I can’t live the buttoned down life like you. I want it all: the terrifying lows, the dizzying highs, the creamy middles! Sure, I might offend a few of the blue-noses with my cocky stride and musky odor - oh, I’ll never be the darling of the so-called ‘City Fathers’ who cluck their tongues, stroke their beards, and talk about what’s to be done with this Homer Simpson?— Homer
Homer: Two hundred and thirty nine pounds! I'm a whale! Why was I cursed with this weakness for snack treats?
Homer: Hey, what is this! The Spanish Exposition?

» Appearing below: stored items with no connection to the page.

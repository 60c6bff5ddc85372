use chrono::Utc;
use uuid::Uuid;

use crate::context::BuildContext;
use crate::cursor::{Cursor, CursorManager, NOT_ATTEMPTED};
use crate::errors::PipelineError;
use crate::logging::LOG_TAG;
use crate::step::{InterruptionPolicy, Step};

/// How a pipeline run ended.
#[derive(Debug)]
pub enum PipelineOutcome {
    /// Every step from the start index onward succeeded.
    Completed { steps_run: usize },
    /// The run hit a fatal error. The cursor has been cleared.
    Aborted(PipelineError),
}

impl PipelineOutcome {
    pub fn is_success(&self) -> bool {
        matches!(self, PipelineOutcome::Completed { .. })
    }

    pub fn error(&self) -> Option<&PipelineError> {
        match self {
            PipelineOutcome::Completed { .. } => None,
            PipelineOutcome::Aborted(e) => Some(e),
        }
    }

    /// Process exit status for this outcome.
    pub fn exit_code(&self) -> u8 {
        if self.is_success() { 0 } else { 1 }
    }
}

/// Executes an assembled step list against the durable cursor.
///
/// The cursor is written before each action starts, so a kill at any point
/// inside an action leaves it naming the step that was in flight.
pub struct PipelineDriver {
    steps: Vec<Step>,
    cursor: CursorManager,
}

impl PipelineDriver {
    pub fn new(steps: Vec<Step>, cursor: CursorManager) -> Self {
        Self { steps, cursor }
    }

    pub fn steps(&self) -> &[Step] {
        &self.steps
    }

    pub fn cursor(&self) -> &CursorManager {
        &self.cursor
    }

    /// Run steps from `start_index` to the end.
    ///
    /// Never returns an error: every failure becomes
    /// [`PipelineOutcome::Aborted`] with the cursor cleared.
    pub async fn run(&self, ctx: &mut BuildContext, start_index: usize) -> PipelineOutcome {
        match self.execute(ctx, start_index).await {
            Ok(steps_run) => match self.cursor.clear() {
                Ok(()) => {
                    tracing::info!("{} Pipeline completed ({} steps run)", LOG_TAG, steps_run);
                    PipelineOutcome::Completed { steps_run }
                }
                Err(e) => self.abort(e.into()),
            },
            Err(e) => self.abort(e),
        }
    }

    /// Terminal failure: log, clear the cursor, report.
    pub(crate) fn abort(&self, error: PipelineError) -> PipelineOutcome {
        tracing::error!("{} Pipeline aborted: {}", LOG_TAG, error);
        if let Err(e) = self.cursor.clear() {
            tracing::warn!("{} Could not clear cursor after abort: {}", LOG_TAG, e);
        }
        PipelineOutcome::Aborted(error)
    }

    async fn execute(
        &self,
        ctx: &mut BuildContext,
        start_index: usize,
    ) -> Result<usize, PipelineError> {
        let existing = self.cursor.load()?;
        let run_id = existing
            .as_ref()
            .map(|c| c.run_id)
            .filter(|id| !id.is_nil())
            .unwrap_or_else(Uuid::new_v4);
        let started_at = existing
            .as_ref()
            .map(|c| c.started_at)
            .unwrap_or_else(Utc::now);

        let total = self.steps.len();
        let mut steps_run = 0;

        for index in start_index..total {
            let step = &self.steps[index];
            let previous = match &existing {
                Some(c) if index == start_index && c.step_index == index => c.retry_count,
                _ => NOT_ATTEMPTED,
            };
            let retry_count = previous + 1;

            self.cursor.save(&Cursor {
                step_index: index,
                retry_count,
                run_id,
                started_at,
            })?;

            if step.policy == InterruptionPolicy::Retry && retry_count > i64::from(step.retry_limit)
            {
                return Err(PipelineError::RetriesExhausted {
                    step: step.name.clone(),
                    attempts: u32::try_from(retry_count).unwrap_or(u32::MAX),
                    limit: step.retry_limit,
                });
            }

            let attempt = retry_count + 1;
            if retry_count > 0 {
                tracing::info!(
                    step = %step.name,
                    index,
                    attempt,
                    %run_id,
                    "{} [{}/{}] Retrying step '{}' (retry {} of {})",
                    LOG_TAG,
                    index + 1,
                    total,
                    step.name,
                    retry_count,
                    step.retry_limit
                );
            } else {
                tracing::info!(
                    step = %step.name,
                    index,
                    attempt,
                    %run_id,
                    "{} [{}/{}] Running step '{}'",
                    LOG_TAG,
                    index + 1,
                    total,
                    step.name
                );
            }

            ctx.enter_step(&step.name);
            let result = step.action.invoke(ctx).await;
            ctx.leave_step();
            if let Err(source) = result {
                tracing::error!(
                    step = %step.name,
                    index,
                    attempt,
                    %run_id,
                    "{} Step '{}' failed",
                    LOG_TAG,
                    step.name
                );
                return Err(PipelineError::StepFailed {
                    step: step.name.clone(),
                    source,
                });
            }

            self.cursor.save(&Cursor {
                step_index: index + 1,
                retry_count: NOT_ATTEMPTED,
                run_id,
                started_at,
            })?;
            self.cursor.progress(&step.name).clear()?;
            steps_run += 1;
            tracing::info!(
                step = %step.name,
                index,
                attempt,
                %run_id,
                "{} Step '{}' completed",
                LOG_TAG,
                step.name
            );
        }

        Ok(steps_run)
    }
}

Bart: Will you swear not to let another living soul get a copy of this photo?
Milhouse: Okay.
Bart: Cross you heart and hope to die? ... Stick a needle in your eye? ... Jab a dagger in your thigh? ... Eat a horse manure pie?
Apu: You look familiar, sir. Are you on the television or something?
Homer: Sorry buddy, you've got me confused with Fred Flintstone.
Homer: But where will I sleep?
Marge: My suggestion is you sleep in the filth you created!
Homer: Would a motel be okay?
Barney: If you get hungry in the middle of the night, there's a open beer in the fridge.
Homer: Look Barney, see the row of tiny lights up there? The middle one is my house. Someone must have left the porch light on.
Barney: Hey, that's rough pal. (picks up the phone) Hello, Marge? You left your damn porch light on! Homer isn't made of money you know!
Mr. Burns: Our research indicates that over fifty percent of our power is used by women.
Marge: Homer, you don't even know why you're apologizing.
Homer: Yes, I do. Because I'm hungry, my clothes are smelly, and I'm tired.